YOUR GOAL: The answer should be an exact repeat of the stretch of material below from the line containing "Record filtering for" through the line containing "The date range".

++++++++++

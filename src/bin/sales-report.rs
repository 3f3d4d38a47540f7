//! # sales-report
//!
//! Command-line front end for the sales pipeline: loads a source, applies a filter, logs the
//! dashboard numbers and optionally writes the filtered workbook and a JSON report.

use std::path::PathBuf;

use anyhow::{Context, Result};
use chrono::NaiveDate;
use clap::Parser;

use sales_pipeline::config::PipelineConfig;
use sales_pipeline::ingestion::{cli_observer, load_or_default, LoadOptions, SalesSource, SheetSelection};
use sales_pipeline::pipeline::{run, DashboardReport};
use sales_pipeline::types::{AggregationResult, FilterCriteria};

#[derive(Parser)]
#[command(name = "sales-report")]
#[command(about = "Sales dashboard numbers from a CSV or workbook", long_about = None)]
struct Cli {
    /// Input file (CSV or workbook). Defaults to the configured default source.
    #[arg(short, long)]
    input: Option<PathBuf>,

    /// JSON configuration file
    #[arg(short, long)]
    config: Option<PathBuf>,

    /// Worksheet to read when the input is a workbook (default: first sheet)
    #[arg(long)]
    sheet: Option<String>,

    /// Keep only these products (repeatable; default: all)
    #[arg(long = "product")]
    products: Vec<String>,

    /// Keep only these regions (repeatable; default: all)
    #[arg(long = "region")]
    regions: Vec<String>,

    /// First date to keep, YYYY-MM-DD (default: earliest date in the data)
    #[arg(long)]
    start: Option<NaiveDate>,

    /// Last date to keep, YYYY-MM-DD (default: latest date in the data)
    #[arg(long)]
    end: Option<NaiveDate>,

    /// Forecast horizon in days (overrides the config)
    #[arg(long)]
    horizon: Option<u32>,

    /// Write the filtered records to this .xlsx file
    #[arg(short, long)]
    export: Option<PathBuf>,

    /// Write a JSON report to this file ("-" for stdout)
    #[arg(long)]
    json: Option<PathBuf>,

    /// Append load outcomes (successes, failures, alerts) to this file
    #[arg(long)]
    load_log: Option<PathBuf>,
}

fn main() -> Result<()> {
    env_logger::Builder::from_env(env_logger::Env::default().default_filter_or("info")).init();
    let cli = Cli::parse();

    let mut config = match &cli.config {
        Some(path) => PipelineConfig::from_path(path).with_context(|| format!("reading config {}", path.display()))?,
        None => PipelineConfig::default(),
    };
    if let Some(h) = cli.horizon {
        config.forecast_horizon_days = h;
    }

    let observer = cli_observer(cli.load_log.as_deref()).context("opening load log")?;
    let mut options = LoadOptions::from_config(&config).with_observer(observer);
    if let Some(sheet) = &cli.sheet {
        options.sheet = SheetSelection::Named(sheet.clone());
    }

    let source = cli.input.as_ref().map(SalesSource::from_path);
    let records = load_or_default(source.as_ref(), &config.default_source, &options).context("loading sales records")?;

    // An empty source still runs so every view reports "no data".
    let mut criteria = FilterCriteria::select_all(&records).unwrap_or_else(|| {
        log::warn!("source contains no records");
        FilterCriteria::select_none()
    });
    if !cli.products.is_empty() {
        criteria.allowed_products = cli.products.iter().cloned().collect();
    }
    if !cli.regions.is_empty() {
        criteria.allowed_regions = cli.regions.iter().cloned().collect();
    }
    if let Some(start) = cli.start {
        criteria.date_range.start = start;
    }
    if let Some(end) = cli.end {
        criteria.date_range.end = end;
    }

    let report = run(&records, &criteria, &config);
    log_report(&report);

    if let Some(path) = &cli.export {
        let bytes = report.export.as_ref().map_err(|e| anyhow::anyhow!("{e}"))?;
        std::fs::write(path, bytes).with_context(|| format!("writing {}", path.display()))?;
        log::info!("wrote {} filtered records to {}", report.filtered_records.len(), path.display());
    }

    if let Some(path) = &cli.json {
        let json = serde_json::to_string_pretty(&report.summary())?;
        if path.as_os_str() == "-" {
            println!("{json}");
        } else {
            std::fs::write(path, json).with_context(|| format!("writing {}", path.display()))?;
        }
    }

    Ok(())
}

fn log_report(report: &DashboardReport) {
    for (label, view) in [("all records", &report.full), ("filtered", &report.filtered)] {
        match &view.summary {
            Ok(m) => log::info!(
                "{label}: total sales {:.2}, quantity {}, mean unit price {:.2}",
                m.total_sales,
                m.total_quantity,
                m.mean_unit_price
            ),
            Err(e) => log::info!("{label}: no data ({e})"),
        }
        log_groups(label, "region", &view.breakdown.by_region);
        log_groups(label, "product", &view.breakdown.by_product);
    }

    match &report.forecast {
        Ok(f) => {
            if let (Some(first), Some(last)) = (f.points.first(), f.points.last()) {
                log::info!(
                    "forecast: slope {:.4}/day, {} -> {:.2}, {} -> {:.2}",
                    f.model.slope,
                    first.date,
                    first.value,
                    last.date,
                    last.value
                );
            }
        }
        Err(e) => log::warn!("cannot forecast: {e}"),
    }
}

fn log_groups(label: &str, dimension: &str, groups: &AggregationResult) {
    if groups.is_empty() {
        return;
    }
    let rendered: Vec<String> = groups
        .groups()
        .iter()
        .map(|g| format!("{}={:.2}", g.key, g.value))
        .collect();
    log::info!("{label} by {dimension}: {}", rendered.join(", "));
}
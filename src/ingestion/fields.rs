//! Header resolution and typed value parsing shared by the CSV and workbook loaders.

use chrono::{NaiveDate, NaiveDateTime};

use crate::config::ColumnMapping;
use crate::error::{PipelineError, PipelineResult};

/// Timestamp layouts accepted in addition to the configured date formats. Only the calendar
/// date is kept.
const DATETIME_FORMATS: &[&str] = &["%Y-%m-%dT%H:%M:%S", "%Y-%m-%d %H:%M:%S", "%Y-%m-%dT%H:%M:%S%.f"];

/// Source column index for each logical field, plus the header actually matched.
#[derive(Debug, Clone)]
pub(crate) struct ColumnProjection {
    pub date: (usize, String),
    pub product: (usize, String),
    pub region: (usize, String),
    pub quantity: (usize, String),
    pub unit_price: (usize, String),
}

/// Map logical columns to source column indexes. Column order in the source is irrelevant;
/// headers are compared after trimming.
///
/// Reports every missing column at once.
pub(crate) fn project_columns(headers: &[String], mapping: &ColumnMapping) -> PipelineResult<ColumnProjection> {
    let find = |aliases: &[String]| -> Option<(usize, String)> {
        aliases.iter().find_map(|alias| {
            headers
                .iter()
                .position(|h| h.trim() == alias.as_str())
                .map(|idx| (idx, alias.clone()))
        })
    };

    let date = find(mapping.date.as_slice());
    let product = find(mapping.product.as_slice());
    let region = find(mapping.region.as_slice());
    let quantity = find(mapping.quantity.as_slice());
    let unit_price = find(mapping.unit_price.as_slice());

    match (date, product, region, quantity, unit_price) {
        (Some(date), Some(product), Some(region), Some(quantity), Some(unit_price)) => Ok(ColumnProjection {
            date,
            product,
            region,
            quantity,
            unit_price,
        }),
        (date, product, region, quantity, unit_price) => {
            let missing: Vec<String> = [
                (date.is_none(), &mapping.date),
                (product.is_none(), &mapping.product),
                (region.is_none(), &mapping.region),
                (quantity.is_none(), &mapping.quantity),
                (unit_price.is_none(), &mapping.unit_price),
            ]
            .into_iter()
            .filter(|(absent, _)| *absent)
            .map(|(_, aliases)| format!("'{}'", aliases.join("'|'")))
            .collect();
            Err(PipelineError::malformed(format!(
                "missing required column {}. headers={:?}",
                missing.join(", "),
                headers
            )))
        }
    }
}

fn parse_error(row: usize, column: &str, raw: &str, message: impl Into<String>) -> PipelineError {
    PipelineError::ParseError {
        row,
        column: column.to_owned(),
        raw: raw.to_owned(),
        message: message.into(),
    }
}

/// Parse a text date using `formats` in order, then the timestamp layouts.
pub(crate) fn parse_date(row: usize, column: &str, raw: &str, formats: &[String]) -> PipelineResult<NaiveDate> {
    let trimmed = raw.trim();
    if trimmed.is_empty() {
        return Err(parse_error(row, column, raw, "missing date"));
    }
    if let Some(d) = formats
        .iter()
        .find_map(|f| NaiveDate::parse_from_str(trimmed, f).ok())
    {
        return Ok(d);
    }
    DATETIME_FORMATS
        .iter()
        .find_map(|f| NaiveDateTime::parse_from_str(trimmed, f).ok())
        .map(|dt| dt.date())
        .ok_or_else(|| {
            parse_error(
                row,
                column,
                raw,
                format!("unrecognized date (expected one of {formats:?})"),
            )
        })
}

/// Parse a non-negative integer quantity. Integral decimals such as `"2.0"` are accepted.
pub(crate) fn parse_quantity(row: usize, column: &str, raw: &str) -> PipelineResult<u64> {
    let trimmed = raw.trim();
    if let Ok(q) = trimmed.parse::<u64>() {
        return Ok(q);
    }
    match trimmed.parse::<f64>() {
        Ok(v) => quantity_from_f64(row, column, raw, v),
        Err(e) => Err(parse_error(row, column, raw, e.to_string())),
    }
}

pub(crate) fn quantity_from_f64(row: usize, column: &str, raw: &str, v: f64) -> PipelineResult<u64> {
    if !v.is_finite() || v.fract() != 0.0 {
        return Err(parse_error(row, column, raw, "expected a whole number"));
    }
    if v < 0.0 {
        return Err(parse_error(row, column, raw, "quantity must be >= 0"));
    }
    if v > u64::MAX as f64 {
        return Err(parse_error(row, column, raw, "quantity out of range"));
    }
    Ok(v as u64)
}

/// Parse a non-negative, finite unit price.
pub(crate) fn parse_price(row: usize, column: &str, raw: &str) -> PipelineResult<f64> {
    let v = raw
        .trim()
        .parse::<f64>()
        .map_err(|e| parse_error(row, column, raw, e.to_string()))?;
    price_from_f64(row, column, raw, v)
}

pub(crate) fn price_from_f64(row: usize, column: &str, raw: &str, v: f64) -> PipelineResult<f64> {
    if !v.is_finite() {
        return Err(parse_error(row, column, raw, "price must be finite"));
    }
    if v < 0.0 {
        return Err(parse_error(row, column, raw, "price must be >= 0"));
    }
    Ok(v)
}
//! Spreadsheet export.
//!
//! Writes a [`RecordSet`] to a single-sheet `.xlsx` workbook held in memory. Columns follow the
//! record field order (date, product, region, quantity, unit price, line total) under the
//! canonical headers of a [`ColumnMapping`]; rows keep the record set's order.

use std::path::Path;

use chrono::Datelike;
use rust_xlsxwriter::{ExcelDateTime, Format, Workbook, Worksheet};

use crate::config::{ColumnMapping, ExportOptions};
use crate::error::{PipelineError, PipelineResult};
use crate::types::{RecordSet, SalesRecord};

/// Serialize `records` with the default headers and sheet name.
pub fn export_spreadsheet(records: &RecordSet) -> PipelineResult<Vec<u8>> {
    export_spreadsheet_with(records, &ColumnMapping::default(), &ExportOptions::default())
}

/// Serialize `records` to an `.xlsx` byte buffer.
///
/// Fails with [`PipelineError::Serialization`] if a cell value cannot be represented (a
/// non-finite number, a date outside Excel's range) or the workbook cannot be assembled.
pub fn export_spreadsheet_with(
    records: &RecordSet,
    columns: &ColumnMapping,
    options: &ExportOptions,
) -> PipelineResult<Vec<u8>> {
    let mut workbook = Workbook::new();
    let sheet = workbook.add_worksheet();
    sheet.set_name(&options.sheet_name)?;

    let header_format = Format::new().set_bold();
    for (col, header) in columns.export_headers().iter().enumerate() {
        sheet.write_string_with_format(0, col as u16, *header, &header_format)?;
    }

    let date_format = Format::new().set_num_format(&options.date_format);
    for (idx0, record) in records.iter().enumerate() {
        let row = u32::try_from(idx0 + 1).map_err(|_| PipelineError::Serialization {
            message: format!("too many rows for one worksheet ({})", records.len()),
        })?;
        write_record(sheet, row, record, &date_format)?;
    }

    sheet.autofit();
    let buffer = workbook.save_to_buffer()?;
    log::debug!("exported {} records ({} bytes)", records.len(), buffer.len());
    Ok(buffer)
}

/// Serialize `records` and write the workbook to `path`.
pub fn export_to_path(
    records: &RecordSet,
    path: impl AsRef<Path>,
    columns: &ColumnMapping,
    options: &ExportOptions,
) -> PipelineResult<()> {
    let buffer = export_spreadsheet_with(records, columns, options)?;
    std::fs::write(path, buffer)?;
    Ok(())
}

fn write_record(sheet: &mut Worksheet, row: u32, record: &SalesRecord, date_format: &Format) -> PipelineResult<()> {
    let date = record.date();
    let excel_date = u16::try_from(date.year())
        .ok()
        .and_then(|y| ExcelDateTime::from_ymd(y, date.month() as u8, date.day() as u8).ok())
        .ok_or_else(|| PipelineError::Serialization {
            message: format!("row {}: date {date} is outside the spreadsheet date range", row + 1),
        })?;

    sheet.write_datetime_with_format(row, 0, &excel_date, date_format)?;
    sheet.write_string(row, 1, record.product())?;
    sheet.write_string(row, 2, record.region())?;
    sheet.write_number(row, 3, finite(row, "quantity", record.quantity() as f64)?)?;
    sheet.write_number(row, 4, finite(row, "unit_price", record.unit_price())?)?;
    sheet.write_number(row, 5, finite(row, "line_total", record.line_total())?)?;
    Ok(())
}

fn finite(row: u32, column: &str, value: f64) -> PipelineResult<f64> {
    if value.is_finite() {
        Ok(value)
    } else {
        Err(PipelineError::Serialization {
            message: format!("row {}: {column} value {value} is not a finite number", row + 1),
        })
    }
}
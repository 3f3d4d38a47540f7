//! Record filtering for [`crate::types::RecordSet`].

use crate::types::{FilterCriteria, RecordSet};

/// Returns a new [`RecordSet`] with the records matching every predicate of `criteria`.
///
/// - An empty product or region set matches nothing (deselecting everything shows no data).
/// - The date range is inclusive at both ends; `start > end` matches nothing.
/// - Relative record order is preserved, so filtering is idempotent.
pub fn filter(records: &RecordSet, criteria: &FilterCriteria) -> RecordSet {
    if criteria.allowed_products.is_empty() || criteria.allowed_regions.is_empty() {
        return RecordSet::default();
    }
    records.filter_records(|r| criteria.matches(r))
}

++++++++++

WORKED SOLUTION:
//! Record filtering for [`crate::types::RecordSet`].

use crate::types::{FilterCriteria, RecordSet};

/// Returns a new [`RecordSet`] with the records matching every predicate of `criteria`.
///
/// - An empty product or region set matches nothing (deselecting everything shows no data).
/// - The date range is inclusive at both ends; `start > end` matches nothing.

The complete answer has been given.